Like many modern Americans, I have struggled with my weight my whole life, winning and losing various battles. I spent most of my childhood overweight, feeling imprisoned in flesh. Come junior high and puberty and an apparently lightning fast metabolism, I shed weight and could suddenly eat what I wanted and stay slim. But "slim" is a word I use in retrospect-- throughout high school my mirror falsely painted me as chubby, and I mentally punished myself for those extra Cheetos.
Then I went to college, and the mirror wasn't lying anymore: the fabled Freshman Fifteen came true. That spring, my doctor informed me that I had extremely high cholesterol for my age. I mean it's not like I was going to die or anything (yet), but it was the first time I realized that I was not invincible. Just because my outside was smooth and shiny and smiley and young, didn't mean that inside there wasn't a sticky monster lurking in the depths of my arteries.
Since then, I have overhauled my lifestyle.
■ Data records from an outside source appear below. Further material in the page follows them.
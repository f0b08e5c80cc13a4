//! A single topology refresh pass

use std::fmt::Debug;
use std::sync::Arc;

use tracing::{debug, info, warn};

use crate::error::{GroupStatusError, RefreshError};
use crate::member::{MemberId, MemberMode, ResolvedMember};
use crate::quorum::QuorumEngine;
use crate::source::{ClusterMetadata, GroupStatusSource, MetadataSource};
use crate::topology::{ClusterTopology, RoutingSnapshot};

/// Builds one `RoutingSnapshot` from the metadata and the first member holding a quorum.
pub struct TopologyRefresher<M, G>
where
    M: MetadataSource,
    G: GroupStatusSource,
{
    metadata_source: Arc<M>,
    group_status_source: Arc<G>,
}

impl<M, G> TopologyRefresher<M, G>
where
    M: MetadataSource,
    G: GroupStatusSource,
{
    /// Create a new refresher over the given collaborators
    pub const fn new(metadata_source: Arc<M>, group_status_source: Arc<G>) -> Self {
        Self {
            metadata_source,
            group_status_source,
        }
    }

    /// Get the metadata source
    pub const fn metadata_source(&self) -> &Arc<M> {
        &self.metadata_source
    }

    /// Get the group status source
    pub const fn group_status_source(&self) -> &Arc<G> {
        &self.group_status_source
    }

    /// Run one refresh pass against `metadata_servers`.
    ///
    /// Members are asked for their group view in configuration order and the
    /// first view holding a quorum is adopted. When no member holds one, every
    /// configured member is returned as unavailable.
    ///
    /// # Errors
    ///
    /// Returns a [`RefreshError`] when the metadata could not be fetched.
    /// Per-member group status failures are never surfaced.
    pub async fn refresh(
        &self,
        metadata_servers: &[MemberId],
    ) -> Result<RoutingSnapshot, RefreshError> {
        debug!(
            "Fetching cluster metadata from {} candidate server(s)",
            metadata_servers.len()
        );

        let metadata = self
            .metadata_source
            .fetch(metadata_servers)
            .await
            .map_err(|e| RefreshError::from_metadata_error(&e))?;

        let metadata_servers = if metadata.metadata_servers.is_empty() {
            warn!("Metadata returned no metadata servers, keeping the previous list");
            metadata_servers.to_vec()
        } else {
            metadata.metadata_servers.clone()
        };

        debug!(
            "Metadata for cluster '{}' lists {} member(s)",
            metadata.cluster_identity,
            metadata.members.len()
        );

        for candidate in &metadata.members {
            let status = match self.group_status_source.fetch(&candidate.id).await {
                Ok(status) => status,
                Err(e) => {
                    warn!(
                        "Failed to fetch group status from {} ({}): {}",
                        candidate.id,
                        e.kind(),
                        e
                    );
                    continue;
                }
            };

            if let Some(group_identity) = &status.group_identity {
                if !metadata.cluster_identity.is_empty()
                    && *group_identity != metadata.cluster_identity
                {
                    warn!(
                        "Member {} belongs to group '{}', not '{}', ignoring its view",
                        candidate.id, group_identity, metadata.cluster_identity
                    );
                    continue;
                }
            }

            let verdict = QuorumEngine::evaluate(
                &metadata.members,
                &status,
                &candidate.id,
                metadata.single_primary_mode,
            );

            if !verdict.availability.is_authoritative() {
                debug!(
                    "Member {} does not see a quorum ({} of {} members)",
                    candidate.id, verdict.quorum_count, verdict.total
                );
                continue;
            }

            info!(
                "Member {} sees a quorum ({} of {} members): {}",
                candidate.id, verdict.quorum_count, verdict.total, verdict.availability
            );

            let topology = ClusterTopology {
                members: verdict.members,
                single_primary_mode: metadata.single_primary_mode,
                cluster_identity: metadata.cluster_identity,
                availability: verdict.availability,
            };

            return Ok(RoutingSnapshot::new(topology, metadata_servers)
                .with_quorum_source(candidate.id.clone()));
        }

        warn!(
            "No member of cluster '{}' reported a quorum, clearing routing table",
            metadata.cluster_identity
        );

        Ok(RoutingSnapshot::new(
            Self::cleared_topology(metadata),
            metadata_servers,
        ))
    }

    fn cleared_topology(metadata: ClusterMetadata) -> ClusterTopology {
        let members = metadata
            .members
            .iter()
            .map(|member| ResolvedMember::from_configured(member, MemberMode::Unavailable));

        ClusterTopology::cleared(
            members,
            metadata.single_primary_mode,
            metadata.cluster_identity,
        )
    }
}

impl<M, G> Debug for TopologyRefresher<M, G>
where
    M: MetadataSource + Debug,
    G: GroupStatusSource + Debug,
{
    fn fmt(&self, f: &mut std::fmt::Formatter<'_>) -> std::fmt::Result {
        f.debug_struct("TopologyRefresher")
            .field("metadata_source", &self.metadata_source)
            .field("group_status_source", &self.group_status_source)
            .finish()
    }
}
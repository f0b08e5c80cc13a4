//! Background refresh loop and emergency mode

use std::fmt::Debug;
use std::sync::Arc;
use std::sync::atomic::{AtomicBool, AtomicU64, Ordering};
use std::time::Duration;

use parking_lot::Mutex;
use serde::{Deserialize, Serialize};
use tokio::sync::{Notify, RwLock, oneshot};
use tokio::task::JoinHandle;
use tracing::{debug, error, info, warn};

use crate::emergency::{EmergencyState, InstanceStatus};
use crate::error::RefreshError;
use crate::member::MemberId;
use crate::refresher::TopologyRefresher;
use crate::source::{GroupStatusSource, MetadataSource};
use crate::store::SnapshotStore;
use crate::topology::{AvailabilityState, RoutingSnapshot};

/// Default time between regular refresh passes
const DEFAULT_TTL: Duration = Duration::from_secs(30);

/// Default tick granularity of the refresh loop
const DEFAULT_TICK_INTERVAL: Duration = Duration::from_secs(1);

/// Shortest tick the loop will sleep for
const MIN_TICK_INTERVAL: Duration = Duration::from_millis(10);

/// How long `stop` waits for the worker to exit
const SHUTDOWN_TIMEOUT: Duration = Duration::from_secs(5);

/// Configuration for the refresh scheduler
#[derive(Clone, Debug, Serialize, Deserialize)]
pub struct RefreshSchedulerConfig {
    /// Time between regular refresh passes
    pub ttl: Duration,

    /// Tick granularity; emergency mode refreshes on every tick.
    ///
    /// Values below 10ms are raised to 10ms.
    pub tick_interval: Duration,
}

impl Default for RefreshSchedulerConfig {
    fn default() -> Self {
        Self {
            ttl: DEFAULT_TTL,
            tick_interval: DEFAULT_TICK_INTERVAL,
        }
    }
}

impl RefreshSchedulerConfig {
    /// Tick interval the loop actually sleeps for
    pub fn effective_tick_interval(&self) -> Duration {
        self.tick_interval.max(MIN_TICK_INTERVAL)
    }

    /// Number of ticks making up one TTL, at least one
    pub fn ticks_per_ttl(&self) -> u64 {
        let tick = self.effective_tick_interval().as_nanos();
        let ticks = self.ttl.as_nanos().div_ceil(tick).max(1);
        u64::try_from(ticks).unwrap_or(u64::MAX)
    }
}

/// Result of one completed refresh pass
#[derive(Clone, Copy, Debug, Eq, PartialEq)]
pub struct RefreshOutcome {
    /// Whether the published members changed
    pub changed: bool,

    /// Availability of the new topology
    pub availability: AvailabilityState,
}

/// Point-in-time refresh statistics
#[derive(Clone, Debug, Default, Eq, PartialEq, Serialize, Deserialize)]
pub struct RefreshStats {
    /// Passes that produced a snapshot
    pub refresh_succeeded: u64,

    /// Passes that failed to read the metadata
    pub refresh_failed: u64,

    /// Member whose group view was last adopted
    pub last_quorum_source: Option<MemberId>,
}

#[derive(Debug, Default)]
struct RefreshCounters {
    succeeded: AtomicU64,
    failed: AtomicU64,
    last_quorum_source: Mutex<Option<MemberId>>,
}

impl RefreshCounters {
    fn record_success(&self, quorum_source: Option<MemberId>) {
        self.succeeded.fetch_add(1, Ordering::Relaxed);
        *self.last_quorum_source.lock() = quorum_source;
    }

    fn record_failure(&self) {
        self.failed.fetch_add(1, Ordering::Relaxed);
    }

    fn snapshot(&self) -> RefreshStats {
        RefreshStats {
            refresh_succeeded: self.succeeded.load(Ordering::Relaxed),
            refresh_failed: self.failed.load(Ordering::Relaxed),
            last_quorum_source: self.last_quorum_source.lock().clone(),
        }
    }
}

/// Bootable state for the background worker
struct BootableState {
    refresh_task: Option<JoinHandle<()>>,
    shutdown_signal: Option<oneshot::Sender<()>>,
}

/// Decides when to refresh, publishes the results and owns emergency mode.
///
/// Emergency mode is entered on a routing failure report and only left once a
/// pass both changes the published members and leaves at least one member
/// writable. A cluster kept read-only on purpose, or one that only looked
/// unreachable because of a local probe error, therefore stays in emergency
/// mode until its topology changes. A report that arrives while a pass is
/// running is never cleared by that pass.
pub struct RefreshScheduler<M, G>
where
    M: MetadataSource,
    G: GroupStatusSource,
{
    refresher: Arc<TopologyRefresher<M, G>>,
    store: Arc<SnapshotStore>,
    emergency: Arc<EmergencyState>,
    /// Wakes the worker for an out-of-cadence pass
    wake: Arc<Notify>,
    /// Coalesces wake requests until the worker consumes them
    wake_requested: Arc<AtomicBool>,
    /// Serializes passes so a snapshot is published by one pass at a time
    pass_lock: Arc<tokio::sync::Mutex<()>>,
    counters: Arc<RefreshCounters>,
    bootable_state: Arc<RwLock<BootableState>>,
    config: RefreshSchedulerConfig,
}

impl<M, G> RefreshScheduler<M, G>
where
    M: MetadataSource,
    G: GroupStatusSource,
{
    /// Create a new scheduler publishing into `store`
    pub fn new(
        refresher: TopologyRefresher<M, G>,
        store: Arc<SnapshotStore>,
        emergency: Arc<EmergencyState>,
        config: RefreshSchedulerConfig,
    ) -> Self {
        info!(
            "Creating refresh scheduler with ttl {:?} and tick interval {:?}",
            config.ttl, config.tick_interval
        );

        if config.tick_interval < MIN_TICK_INTERVAL {
            warn!(
                "Tick interval {:?} is too short, using {:?}",
                config.tick_interval, MIN_TICK_INTERVAL
            );
        }

        Self {
            refresher: Arc::new(refresher),
            store,
            emergency,
            wake: Arc::new(Notify::new()),
            wake_requested: Arc::new(AtomicBool::new(false)),
            pass_lock: Arc::new(tokio::sync::Mutex::new(())),
            counters: Arc::new(RefreshCounters::default()),
            bootable_state: Arc::new(RwLock::new(BootableState {
                refresh_task: None,
                shutdown_signal: None,
            })),
            config,
        }
    }

    /// Start the background refresh worker. Calling it again while running does nothing.
    pub async fn start(&self) {
        let mut bootable_state = self.bootable_state.write().await;

        if bootable_state
            .refresh_task
            .as_ref()
            .is_some_and(|task| !task.is_finished())
        {
            debug!("Refresh scheduler already running");
            return;
        }

        info!("Starting refresh scheduler");

        let (shutdown_tx, shutdown_rx) = oneshot::channel();
        let scheduler = self.clone();
        let task = tokio::spawn(async move {
            scheduler.run(shutdown_rx).await;
        });

        bootable_state.refresh_task = Some(task);
        bootable_state.shutdown_signal = Some(shutdown_tx);
    }

    /// Stop the background refresh worker. Calling it again after it stopped does nothing.
    ///
    /// A pass already talking to a collaborator is allowed to finish.
    pub async fn stop(&self) {
        let mut bootable_state = self.bootable_state.write().await;

        if let Some(shutdown_signal) = bootable_state.shutdown_signal.take() {
            info!("Stopping refresh scheduler");
            let _ = shutdown_signal.send(());
        }

        if let Some(task) = bootable_state.refresh_task.take() {
            match tokio::time::timeout(SHUTDOWN_TIMEOUT, task).await {
                Ok(Ok(())) => debug!("Refresh task shut down cleanly"),
                Ok(Err(e)) => error!("Refresh task panicked: {}", e),
                Err(_) => error!("Refresh task did not shut down within timeout"),
            }
        }
    }

    /// Wait for the background worker to exit
    pub async fn wait(&self) {
        let task_handle = {
            let state = self.bootable_state.read().await;
            state.refresh_task.as_ref().map(JoinHandle::abort_handle)
        };

        if let Some(handle) = task_handle {
            while !handle.is_finished() {
                tokio::time::sleep(Duration::from_millis(100)).await;
            }
        }
    }

    /// Request a refresh outside the TTL cadence.
    ///
    /// Requests made before the worker picks one up are coalesced into a single pass.
    pub fn notify(&self) {
        if !self.wake_requested.swap(true, Ordering::AcqRel) {
            self.wake.notify_one();
        }
    }

    /// Report a routing failure; the worker refreshes on every tick until emergency mode clears
    pub fn report_unreachable(&self) {
        if self.emergency.activate() {
            warn!("Routing failure reported, entering emergency mode");
        }
    }

    /// Report the reachability the data plane observed for `member`.
    ///
    /// Only failures against members of the published topology enter emergency mode.
    pub fn mark_instance_reachability(&self, member: &MemberId, status: InstanceStatus) {
        if !status.triggers_emergency() {
            return;
        }

        if self.store.current().topology.member(member).is_none() {
            debug!(
                "Ignoring {:?} report for {}, not part of the published topology",
                status, member
            );
            return;
        }

        if self.emergency.activate() {
            warn!(
                "Member {} reported {:?}, increasing metadata refresh frequency",
                member, status
            );
        }
    }

    /// Whether emergency mode is active
    pub fn is_emergency_active(&self) -> bool {
        self.emergency.is_active()
    }

    /// The currently published snapshot
    pub fn current(&self) -> Arc<RoutingSnapshot> {
        self.store.current()
    }

    /// Get the snapshot store
    pub const fn store(&self) -> &Arc<SnapshotStore> {
        &self.store
    }

    /// Get the refresher
    pub const fn refresher(&self) -> &Arc<TopologyRefresher<M, G>> {
        &self.refresher
    }

    /// Refresh statistics so far
    pub fn stats(&self) -> RefreshStats {
        self.counters.snapshot()
    }

    /// Run exactly one refresh pass and publish its result.
    ///
    /// On failure the published snapshot is left untouched.
    ///
    /// # Errors
    ///
    /// Returns the [`RefreshError`] of a pass that could not read the metadata.
    pub async fn refresh_once(&self) -> Result<RefreshOutcome, RefreshError> {
        let _pass = self.pass_lock.lock().await;

        // Reports arriving after this point postdate the data the pass reads
        let emergency_generation = self.emergency.generation();

        let previous = self.store.current();
        let snapshot = match self.refresher.refresh(&previous.metadata_servers).await {
            Ok(snapshot) => snapshot,
            Err(e) => {
                self.counters.record_failure();
                warn!(
                    "Failed to refresh cluster topology, keeping last known routing: {}",
                    e
                );
                return Err(e);
            }
        };

        self.counters.record_success(snapshot.quorum_source.clone());

        let availability = snapshot.availability();
        let writable = snapshot.topology.has_writable_member();
        let changed = self.store.publish(snapshot);

        if changed {
            Self::log_transition(&previous, &self.store.current());

            if writable && self.emergency.clear_if_unchanged(emergency_generation) {
                info!("Cluster is writable again, leaving emergency mode");
            } else if writable && self.emergency.is_active() {
                debug!("Routing failure reported during the pass, staying in emergency mode");
            }
        } else {
            debug!("Cluster topology unchanged ({})", availability);
        }

        Ok(RefreshOutcome {
            changed,
            availability,
        })
    }

    async fn run(self, mut shutdown_rx: oneshot::Receiver<()>) {
        let ticks_per_ttl = self.config.ticks_per_ttl();
        let tick_interval = self.config.effective_tick_interval();

        loop {
            // Failures are logged by the pass and retried on the next trigger
            let _ = self.refresh_once().await;

            let mut countdown = ticks_per_ttl;
            loop {
                tokio::select! {
                    biased;
                    _ = &mut shutdown_rx => {
                        info!("Refresh scheduler received shutdown signal");
                        return;
                    }
                    () = self.wake.notified() => {
                        self.wake_requested.store(false, Ordering::Release);
                        debug!("Refresh requested outside the TTL cadence");
                        break;
                    }
                    () = tokio::time::sleep(tick_interval) => {
                        if self.emergency.is_active() {
                            countdown = countdown.min(1);
                        }
                        countdown = countdown.saturating_sub(1);
                        if countdown == 0 {
                            break;
                        }
                    }
                }
            }
        }
    }

    fn log_transition(previous: &RoutingSnapshot, current: &RoutingSnapshot) {
        info!(
            "Cluster '{}' topology changed ({} -> {}), {} member(s):",
            current.topology.cluster_identity,
            previous.availability(),
            current.availability(),
            current.topology.members.len()
        );

        for member in &current.topology.members {
            match member.alternate_port {
                Some(alternate_port) => info!(
                    "    {} (alternate port {}) mode={:?}",
                    member.id, alternate_port, member.mode
                ),
                None => info!("    {} mode={:?}", member.id, member.mode),
            }
        }
    }
}

impl<M, G> Clone for RefreshScheduler<M, G>
where
    M: MetadataSource,
    G: GroupStatusSource,
{
    fn clone(&self) -> Self {
        Self {
            refresher: Arc::clone(&self.refresher),
            store: Arc::clone(&self.store),
            emergency: Arc::clone(&self.emergency),
            wake: Arc::clone(&self.wake),
            wake_requested: Arc::clone(&self.wake_requested),
            pass_lock: Arc::clone(&self.pass_lock),
            counters: Arc::clone(&self.counters),
            bootable_state: Arc::clone(&self.bootable_state),
            config: self.config.clone(),
        }
    }
}

impl<M, G> Debug for RefreshScheduler<M, G>
where
    M: MetadataSource,
    G: GroupStatusSource,
{
    fn fmt(&self, f: &mut std::fmt::Formatter<'_>) -> std::fmt::Result {
        f.debug_struct("RefreshScheduler")
            .field("config", &self.config)
            .field("emergency", &self.emergency)
            .finish_non_exhaustive()
    }
}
And I've made discoveries along the way, gems that I think elude many Americans blinded by beacons of neon M's seen from the comfy seats of their sedans. But I don't blame anyone for falling into this unhealthy trap, because there's no reason or need to fight for food in our society anymore; if anything, we have too many choices. Even in our present recession, instead of people thinning out like our grandfathers in the Great Depression, we are gaining weight, courtesy of an abundance of cheap processed food products.
So to put my views in the simplest way: I try to eat real foods. Lots of fresh fruits and vegetables. Whole grains. Lean meat and dairy. Things that have been manipulated and morphed by humans as little as possible. But I'm no martyr; I still have pizza, ice cream, and other junk that I know is bad for me. But I don't keep them in my apartment, because I treat them like the indulgences they are.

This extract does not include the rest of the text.